Smith v. Motorists Mut. Ins. Co., Unpublished Decision (11-18-2002)
Smith v. Motorists Mut. Ins. Co., Unpublished Decision (11-18-2002)
Opinion of the Court
OPINION
{¶ 1} The plaintiffs/appellants, Melvin B. Smith and Ruby K. Smith, appeal a determination of prejudgment interest from the Logan County Common Pleas Court. Mr. Smith was injured in an automobile accident on January 31, 1995. The collision occurred at 6:30 a.m. while Mr. Smith's vehicle was stopped in rush-hour traffic on eastbound U.S. 33 in Logan County. Charles Grubbs, an underinsured motorist, was also traveling eastbound on U.S. 33 when he struck Mr. Smith's van at a speed of approximately fifty-five miles per hour. The force of the impact broke Mr. Smith's seat and sent his vehicle into the ditch on the opposite side of the road, totaling his van and causing bodily injury to the appellant.{¶ 2} The appellants settled with Mr. Grubbs for $50,000 on March 23, 1998. At the time of the accident, the appellants possessed uninsured/underinsured motorist coverage through the defendant/appellee, Motorists Mutual Insurance Company. On May 7, 1998, the defendant consented to settlement between the appellants and the tortfeasor. On July 1, 2000, the plaintiffs requested settlement arbitration with the appellee, pursuant to the terms of their policy. The appellee notified the appellants of its refusal to arbitrate on August 2, 2000. Thus, the parties were ordered to arbitration by the trial court on May 17, 2001. Arbitration was held on September 15, 2002 and the case was resolved in the appellants' favor. Although the appellants accepted the arbitration panel's award, Motorists Mutual appealed and a jury trial was held on April 16, 2002. The jury found for the appellants and assessed damages in the amount of $452,977. The trial court then ordered the appellee to pay the appellants $50,000, which was calculated as the $100,000 policy limit minus a set-off of the $50,000 settlement with the tortfeasor, pursuant to the terms of the insurance contract. Thereafter, the appellants filed a motion for prejudgment interest. A hearing was held on the matter and the trial court awarded interest on the $50,000 award amount, to commence on May 7, 1998, the date on which the appellee consented to the settlement with the tortfeasor. The appellants now bring this timely appeal, prosecuting one assignment of error for our review.
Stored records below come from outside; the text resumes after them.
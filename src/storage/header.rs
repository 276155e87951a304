use crate::{
    storage::{HEADER_PREFIX_SIZE, SAWIT_MAGIC},
    types::{error::DatabaseError, PageId, PAGE_SIZE},
};

/// One catalog entry on the header page: table name, the first page of its
/// chain, and whether the table belongs to an internal subsystem.
#[derive(Debug, Clone, PartialEq)]
pub struct TableEntry {
    pub name: String,
    pub head_page_id: PageId,
    pub is_system: bool,
}

/// Decoded header page (page 0). Entries keep creation order.
#[derive(Debug, Clone, PartialEq)]
pub struct FileHeader {
    pub total_pages: u32,
    pub tables: Vec<TableEntry>,
}

impl Default for FileHeader {
    fn default() -> Self {
        Self {
            total_pages: 1,
            tables: Vec::new(),
        }
    }
}

impl FileHeader {
    pub fn find(&self, name: &str) -> Option<&TableEntry> {
        self.tables.iter().find(|entry| entry.name == name)
    }

    /// Encode to a full header page. Fails with CatalogFull before anything
    /// is written when the entries no longer fit page 0.
    pub fn to_bytes(&self) -> Result<Vec<u8>, DatabaseError> {
        let mut buffer = vec![0u8; PAGE_SIZE];

        buffer[0..4].copy_from_slice(SAWIT_MAGIC);
        buffer[4..8].copy_from_slice(&self.total_pages.to_le_bytes());
        buffer[8..12].copy_from_slice(&(self.tables.len() as u32).to_le_bytes());

        let mut offset = HEADER_PREFIX_SIZE;
        for entry in &self.tables {
            let name_bytes = entry.name.as_bytes();
            if name_bytes.len() > u8::MAX as usize {
                return Err(DatabaseError::SerializationError {
                    details: format!("table name '{}' exceeds 255 bytes", entry.name),
                });
            }

            let entry_size = 1 + name_bytes.len() + 4 + 1;
            if offset + entry_size > PAGE_SIZE {
                return Err(DatabaseError::CatalogFull);
            }

            buffer[offset] = name_bytes.len() as u8;
            offset += 1;
            buffer[offset..offset + name_bytes.len()].copy_from_slice(name_bytes);
            offset += name_bytes.len();
            buffer[offset..offset + 4].copy_from_slice(&entry.head_page_id.to_le_bytes());
            offset += 4;
            buffer[offset] = if entry.is_system { 1 } else { 0 };
            offset += 1;
        }

        Ok(buffer)
    }

    pub fn from_bytes(bytes: &[u8]) -> Result<Self, DatabaseError> {
        if bytes.len() != PAGE_SIZE {
            return Err(DatabaseError::InvalidPageSize {
                expected: PAGE_SIZE,
                actual: bytes.len(),
            });
        }

        if &bytes[0..4] != SAWIT_MAGIC {
            return Err(DatabaseError::CorruptFile);
        }

        let total_pages = u32::from_le_bytes([bytes[4], bytes[5], bytes[6], bytes[7]]);
        let table_count = u32::from_le_bytes([bytes[8], bytes[9], bytes[10], bytes[11]]);

        let mut tables = Vec::with_capacity(table_count as usize);
        let mut offset = HEADER_PREFIX_SIZE;
        for _ in 0..table_count {
            if offset + 1 > PAGE_SIZE {
                return Err(corrupt_header("table entry extends past page 0"));
            }
            let name_len = bytes[offset] as usize;
            offset += 1;

            if offset + name_len + 5 > PAGE_SIZE {
                return Err(corrupt_header("table entry extends past page 0"));
            }
            let name = String::from_utf8(bytes[offset..offset + name_len].to_vec())
                .map_err(|_| corrupt_header("table name is not valid UTF-8"))?;
            offset += name_len;

            let head_page_id = u32::from_le_bytes([
                bytes[offset],
                bytes[offset + 1],
                bytes[offset + 2],
                bytes[offset + 3],
            ]);
            offset += 4;
            let is_system = bytes[offset] != 0;
            offset += 1;

            tables.push(TableEntry {
                name,
                head_page_id,
                is_system,
            });
        }

        Ok(Self {
            total_pages,
            tables,
        })
    }
}

fn corrupt_header(reason: &str) -> DatabaseError {
    DatabaseError::CorruptedPage {
        page_id: 0,
        reason: reason.to_string(),
    }
}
{¶ 4} We note at the outset that the appellants conceded in their reply brief that the recent Ohio State Supreme Court opinion, Miller v.Gunkle,1 resolves the second issue in their assignment of error, pertaining to the amount upon which prejudgment interest should be paid, in favor of the appellee. In Miller, the court held that "an issuer is liable for an entire award up to the insured's policy limit plus any prejudgment interest awarded on that policy limit."2 The Miller case was decided under R.C.
{¶ 5} The appellants also contend in their sole assignment of error that the trial court erred by selecting an inappropriate date from which to commence the running of prejudgment interest. Based on the following, we disagree with this argument.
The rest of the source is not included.